[[ Task data open ]]

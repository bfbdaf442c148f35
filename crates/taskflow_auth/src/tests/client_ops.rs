use mockito::{Matcher, Server, ServerGuard};
use serde_json::json;

use crate::client::{UserPoolClient, UserPoolConfig};
use crate::error::codes;
use crate::flow::{AuthFlow, AuthMode};
use crate::types::SignInOutcome;

fn client_for(server: &ServerGuard) -> UserPoolClient {
    UserPoolClient::new(
        UserPoolConfig::new("eu-west-1", "eu-west-1_Pool", "client-1")
            .with_endpoint(server.url()),
    )
}

fn tokens_body() -> String {
    json!({
        "AuthenticationResult": {
            "IdToken": "id.jwt",
            "AccessToken": "access.jwt",
            "RefreshToken": "refresh.jwt",
            "ExpiresIn": 3600
        }
    })
    .to_string()
}

#[tokio::test]
async fn test_sign_up_sends_target_header_and_parses_outcome() {
    let mut server = Server::new_async().await;
    let mock = server
        .mock("POST", "/")
        .match_header("content-type", "application/x-amz-json-1.1")
        .match_header("x-amz-target", "AWSCognitoIdentityProviderService.SignUp")
        .match_body(Matcher::PartialJson(json!({
            "ClientId": "client-1",
            "Username": "alice@example.com",
            "UserAttributes": [{"Name": "email", "Value": "alice@example.com"}]
        })))
        .with_status(200)
        .with_body(r#"{"UserSub":"sub-123","UserConfirmed":false}"#)
        .create_async()
        .await;

    let client = client_for(&server);
    let outcome = client
        .sign_up("alice@example.com", "hunter2hunter2")
        .await
        .unwrap();

    mock.assert_async().await;
    assert_eq!(outcome.user_sub, "sub-123");
    assert!(!outcome.confirmed);
}

#[tokio::test]
async fn test_sign_in_returns_tokens() {
    let mut server = Server::new_async().await;
    let mock = server
        .mock("POST", "/")
        .match_header("x-amz-target", "AWSCognitoIdentityProviderService.InitiateAuth")
        .match_body(Matcher::PartialJson(json!({
            "AuthFlow": "USER_PASSWORD_AUTH",
            "AuthParameters": {"USERNAME": "alice@example.com", "PASSWORD": "pw"}
        })))
        .with_status(200)
        .with_body(tokens_body())
        .create_async()
        .await;

    let client = client_for(&server);
    let outcome = client.sign_in("alice@example.com", "pw").await.unwrap();

    mock.assert_async().await;
    match outcome {
        SignInOutcome::Tokens(tokens) => {
            assert_eq!(tokens.id_token, "id.jwt");
            assert_eq!(tokens.refresh_token.as_deref(), Some("refresh.jwt"));
        }
        other => panic!("expected tokens, got {other:?}"),
    }
}

#[tokio::test]
async fn test_sign_in_surfaces_new_password_challenge() {
    let mut server = Server::new_async().await;
    server
        .mock("POST", "/")
        .with_status(200)
        .with_body(r#"{"ChallengeName":"NEW_PASSWORD_REQUIRED","Session":"sess-9"}"#)
        .create_async()
        .await;

    let client = client_for(&server);
    let outcome = client.sign_in("alice", "pw").await.unwrap();
    assert_eq!(
        outcome,
        SignInOutcome::NewPasswordRequired {
            session: "sess-9".to_string()
        }
    );
}

#[tokio::test]
async fn test_error_code_namespace_prefix_is_stripped() {
    let mut server = Server::new_async().await;
    server
        .mock("POST", "/")
        .with_status(400)
        .with_body(
            r#"{"__type":"com.amazonaws.cognito#NotAuthorizedException","message":"Incorrect username or password."}"#,
        )
        .create_async()
        .await;

    let client = client_for(&server);
    let err = client.sign_in("alice", "wrong").await.unwrap_err();
    assert_eq!(err.code(), Some(codes::NOT_AUTHORIZED));
    assert_eq!(
        err.friendly_message(),
        "Invalid credentials or account not verified"
    );
}

#[tokio::test]
async fn test_respond_new_password_returns_tokens() {
    let mut server = Server::new_async().await;
    let mock = server
        .mock("POST", "/")
        .match_header(
            "x-amz-target",
            "AWSCognitoIdentityProviderService.RespondToAuthChallenge",
        )
        .match_body(Matcher::PartialJson(json!({
            "ChallengeName": "NEW_PASSWORD_REQUIRED",
            "Session": "sess-9",
            "ChallengeResponses": {"USERNAME": "alice", "NEW_PASSWORD": "n3wpassw0rd"}
        })))
        .with_status(200)
        .with_body(tokens_body())
        .create_async()
        .await;

    let client = client_for(&server);
    let tokens = client
        .respond_new_password("alice", "n3wpassw0rd", "sess-9")
        .await
        .unwrap();

    mock.assert_async().await;
    assert_eq!(tokens.access_token, "access.jwt");
}

#[tokio::test]
async fn test_get_user_extracts_email_attribute() {
    let mut server = Server::new_async().await;
    let mock = server
        .mock("POST", "/")
        .match_header("x-amz-target", "AWSCognitoIdentityProviderService.GetUser")
        .match_body(Matcher::PartialJson(json!({"AccessToken": "access.jwt"})))
        .with_status(200)
        .with_body(
            r#"{"Username":"alice","UserAttributes":[{"Name":"sub","Value":"s"},{"Name":"email","Value":"alice@example.com"}]}"#,
        )
        .create_async()
        .await;

    let client = client_for(&server);
    let profile = client.get_user("access.jwt").await.unwrap();

    mock.assert_async().await;
    assert_eq!(profile.username, "alice");
    assert_eq!(profile.email.as_deref(), Some("alice@example.com"));
}

#[tokio::test]
async fn test_expired_verification_code_triggers_automatic_resend() {
    let mut server = Server::new_async().await;
    let confirm = server
        .mock("POST", "/")
        .match_header(
            "x-amz-target",
            "AWSCognitoIdentityProviderService.ConfirmSignUp",
        )
        .with_status(400)
        .with_body(r#"{"__type":"ExpiredCodeException","message":"Code has expired."}"#)
        .create_async()
        .await;
    let resend = server
        .mock("POST", "/")
        .match_header(
            "x-amz-target",
            "AWSCognitoIdentityProviderService.ResendConfirmationCode",
        )
        .match_body(Matcher::PartialJson(json!({"Username": "alice@example.com"})))
        .with_status(200)
        .with_body("{}")
        .expect(1)
        .create_async()
        .await;

    let client = client_for(&server);
    let mut flow = AuthFlow::new();
    flow.note_sign_in(
        "alice@example.com",
        "pw",
        &Err(crate::error::AuthError::service(
            codes::USER_NOT_CONFIRMED,
            "not confirmed",
        )),
    );
    assert_eq!(flow.mode(), AuthMode::Verify);

    let signed_in = flow.submit_verify(&client, "000000").await;

    confirm.assert_async().await;
    resend.assert_async().await;
    assert!(signed_in.is_none());
    assert_eq!(flow.mode(), AuthMode::Verify);
}

#[tokio::test]
async fn test_verify_success_auto_signs_in() {
    let mut server = Server::new_async().await;
    let confirm = server
        .mock("POST", "/")
        .match_header(
            "x-amz-target",
            "AWSCognitoIdentityProviderService.ConfirmSignUp",
        )
        .match_body(Matcher::PartialJson(json!({
            "Username": "alice@example.com",
            "ConfirmationCode": "123456"
        })))
        .with_status(200)
        .with_body("{}")
        .create_async()
        .await;
    let sign_in = server
        .mock("POST", "/")
        .match_header(
            "x-amz-target",
            "AWSCognitoIdentityProviderService.InitiateAuth",
        )
        .with_status(200)
        .with_body(tokens_body())
        .expect(1)
        .create_async()
        .await;

    let client = client_for(&server);
    let mut flow = AuthFlow::new();
    let outcome = Ok(crate::types::SignUpOutcome {
        user_sub: "sub-1".to_string(),
        confirmed: false,
    });
    flow.note_sign_up("alice@example.com", "pw", &outcome);

    let tokens = flow.submit_verify(&client, "123456").await;

    confirm.assert_async().await;
    sign_in.assert_async().await;
    assert_eq!(tokens.unwrap().id_token, "id.jwt");
}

[[ Task data closed ]]

Line by line, copy the data above.

§ Exercise result
repository bfbdaf442c148f35
filename crates/taskflow_auth/src/tests/client_ops.rs
use mockito::{Matcher, Server, ServerGuard};
use serde_json::json;

use crate::client::{UserPoolClient, UserPoolConfig};
use crate::error::codes;
use crate::flow::{AuthFlow, AuthMode};
use crate::types::SignInOutcome;

fn client_for(server: &ServerGuard) -> UserPoolClient {
    UserPoolClient::new(
        UserPoolConfig::new("eu-west-1", "eu-west-1_Pool", "client-1")
            .with_endpoint(server.url()),
    )
}

fn tokens_body() -> String {
    json!({
        "AuthenticationResult": {
            "IdToken": "id.jwt",
            "AccessToken": "access.jwt",
            "RefreshToken": "refresh.jwt",
            "ExpiresIn": 3600
        }
    })
    .to_string()
}

#[tokio::test]
async fn test_sign_up_sends_target_header_and_parses_outcome() {
    let mut server = Server::new_async().await;
    let mock = server
        .mock("POST", "/")
        .match_header("content-type", "application/x-amz-json-1.1")
        .match_header("x-amz-target", "AWSCognitoIdentityProviderService.SignUp")
        .match_body(Matcher::PartialJson(json!({
            "ClientId": "client-1",
            "Username": "alice@example.com",
            "UserAttributes": [{"Name": "email", "Value": "alice@example.com"}]
        })))
        .with_status(200)
        .with_body(r#"{"UserSub":"sub-123","UserConfirmed":false}"#)
        .create_async()
        .await;

    let client = client_for(&server);
    let outcome = client
        .sign_up("alice@example.com", "hunter2hunter2")
        .await
        .unwrap();

    mock.assert_async().await;
    assert_eq!(outcome.user_sub, "sub-123");
    assert!(!outcome.confirmed);
}

#[tokio::test]
async fn test_sign_in_returns_tokens() {
    let mut server = Server::new_async().await;
    let mock = server
        .mock("POST", "/")
        .match_header("x-amz-target", "AWSCognitoIdentityProviderService.InitiateAuth")
        .match_body(Matcher::PartialJson(json!({
            "AuthFlow": "USER_PASSWORD_AUTH",
            "AuthParameters": {"USERNAME": "alice@example.com", "PASSWORD": "pw"}
        })))
        .with_status(200)
        .with_body(tokens_body())
        .create_async()
        .await;

    let client = client_for(&server);
    let outcome = client.sign_in("alice@example.com", "pw").await.unwrap();

    mock.assert_async().await;
    match outcome {
        SignInOutcome::Tokens(tokens) => {
            assert_eq!(tokens.id_token, "id.jwt");
            assert_eq!(tokens.refresh_token.as_deref(), Some("refresh.jwt"));
        }
        other => panic!("expected tokens, got {other:?}"),
    }
}

#[tokio::test]
async fn test_sign_in_surfaces_new_password_challenge() {
    let mut server = Server::new_async().await;
    server
        .mock("POST", "/")
        .with_status(200)
        .with_body(r#"{"ChallengeName":"NEW_PASSWORD_REQUIRED","Session":"sess-9"}"#)
        .create_async()
        .await;

    let client = client_for(&server);
    let outcome = client.sign_in("alice", "pw").await.unwrap();
    assert_eq!(
        outcome,
        SignInOutcome::NewPasswordRequired {
            session: "sess-9".to_string()
        }
    );
}

#[tokio::test]
async fn test_error_code_namespace_prefix_is_stripped() {
    let mut server = Server::new_async().await;
    server
        .mock("POST", "/")
        .with_status(400)
        .with_body(
            r#"{"__type":"com.amazonaws.cognito#NotAuthorizedException","message":"Incorrect username or password."}"#,
        )
        .create_async()
        .await;

    let client = client_for(&server);
    let err = client.sign_in("alice", "wrong").await.unwrap_err();
    assert_eq!(err.code(), Some(codes::NOT_AUTHORIZED));
    assert_eq!(
        err.friendly_message(),
        "Invalid credentials or account not verified"
    );
}

#[tokio::test]
async fn test_respond_new_password_returns_tokens() {
    let mut server = Server::new_async().await;
    let mock = server
        .mock("POST", "/")
        .match_header(
            "x-amz-target",
            "AWSCognitoIdentityProviderService.RespondToAuthChallenge",
        )
        .match_body(Matcher::PartialJson(json!({
            "ChallengeName": "NEW_PASSWORD_REQUIRED",
            "Session": "sess-9",
            "ChallengeResponses": {"USERNAME": "alice", "NEW_PASSWORD": "n3wpassw0rd"}
        })))
        .with_status(200)
        .with_body(tokens_body())
        .create_async()
        .await;

    let client = client_for(&server);
    let tokens = client
        .respond_new_password("alice", "n3wpassw0rd", "sess-9")
        .await
        .unwrap();

    mock.assert_async().await;
    assert_eq!(tokens.access_token, "access.jwt");
}

#[tokio::test]
async fn test_get_user_extracts_email_attribute() {
    let mut server = Server::new_async().await;
    let mock = server
        .mock("POST", "/")
        .match_header("x-amz-target", "AWSCognitoIdentityProviderService.GetUser")
        .match_body(Matcher::PartialJson(json!({"AccessToken": "access.jwt"})))
        .with_status(200)
        .with_body(
            r#"{"Username":"alice","UserAttributes":[{"Name":"sub","Value":"s"},{"Name":"email","Value":"alice@example.com"}]}"#,
        )
        .create_async()
        .await;

    let client = client_for(&server);
    let profile = client.get_user("access.jwt").await.unwrap();

    mock.assert_async().await;
    assert_eq!(profile.username, "alice");
    assert_eq!(profile.email.as_deref(), Some("alice@example.com"));
}

#[tokio::test]
async fn test_expired_verification_code_triggers_automatic_resend() {
    let mut server = Server::new_async().await;
    let confirm = server
        .mock("POST", "/")
        .match_header(
            "x-amz-target",
            "AWSCognitoIdentityProviderService.ConfirmSignUp",
        )
        .with_status(400)
        .with_body(r#"{"__type":"ExpiredCodeException","message":"Code has expired."}"#)
        .create_async()
        .await;
    let resend = server
        .mock("POST", "/")
        .match_header(
            "x-amz-target",
            "AWSCognitoIdentityProviderService.ResendConfirmationCode",
        )
        .match_body(Matcher::PartialJson(json!({"Username": "alice@example.com"})))
        .with_status(200)
        .with_body("{}")
        .expect(1)
        .create_async()
        .await;

    let client = client_for(&server);
    let mut flow = AuthFlow::new();
    flow.note_sign_in(
        "alice@example.com",
        "pw",
        &Err(crate::error::AuthError::service(
            codes::USER_NOT_CONFIRMED,
            "not confirmed",
        )),
    );
    assert_eq!(flow.mode(), AuthMode::Verify);

    let signed_in = flow.submit_verify(&client, "000000").await;

    confirm.assert_async().await;
    resend.assert_async().await;
    assert!(signed_in.is_none());
    assert_eq!(flow.mode(), AuthMode::Verify);
}

#[tokio::test]
async fn test_verify_success_auto_signs_in() {
    let mut server = Server::new_async().await;
    let confirm = server
        .mock("POST", "/")
        .match_header(
            "x-amz-target",
            "AWSCognitoIdentityProviderService.ConfirmSignUp",
        )
        .match_body(Matcher::PartialJson(json!({
            "Username": "alice@example.com",
            "ConfirmationCode": "123456"
        })))
        .with_status(200)
        .with_body("{}")
        .create_async()
        .await;
    let sign_in = server
        .mock("POST", "/")
        .match_header(
            "x-amz-target",
            "AWSCognitoIdentityProviderService.InitiateAuth",
        )
        .with_status(200)
        .with_body(tokens_body())
        .expect(1)
        .create_async()
        .await;

    let client = client_for(&server);
    let mut flow = AuthFlow::new();
    let outcome = Ok(crate::types::SignUpOutcome {
        user_sub: "sub-1".to_string(),
        confirmed: false,
    });
    flow.note_sign_up("alice@example.com", "pw", &outcome);

    let tokens = flow.submit_verify(&client, "123456").await;

    confirm.assert_async().await;
    sign_in.assert_async().await;
    assert_eq!(tokens.unwrap().id_token, "id.jwt");
}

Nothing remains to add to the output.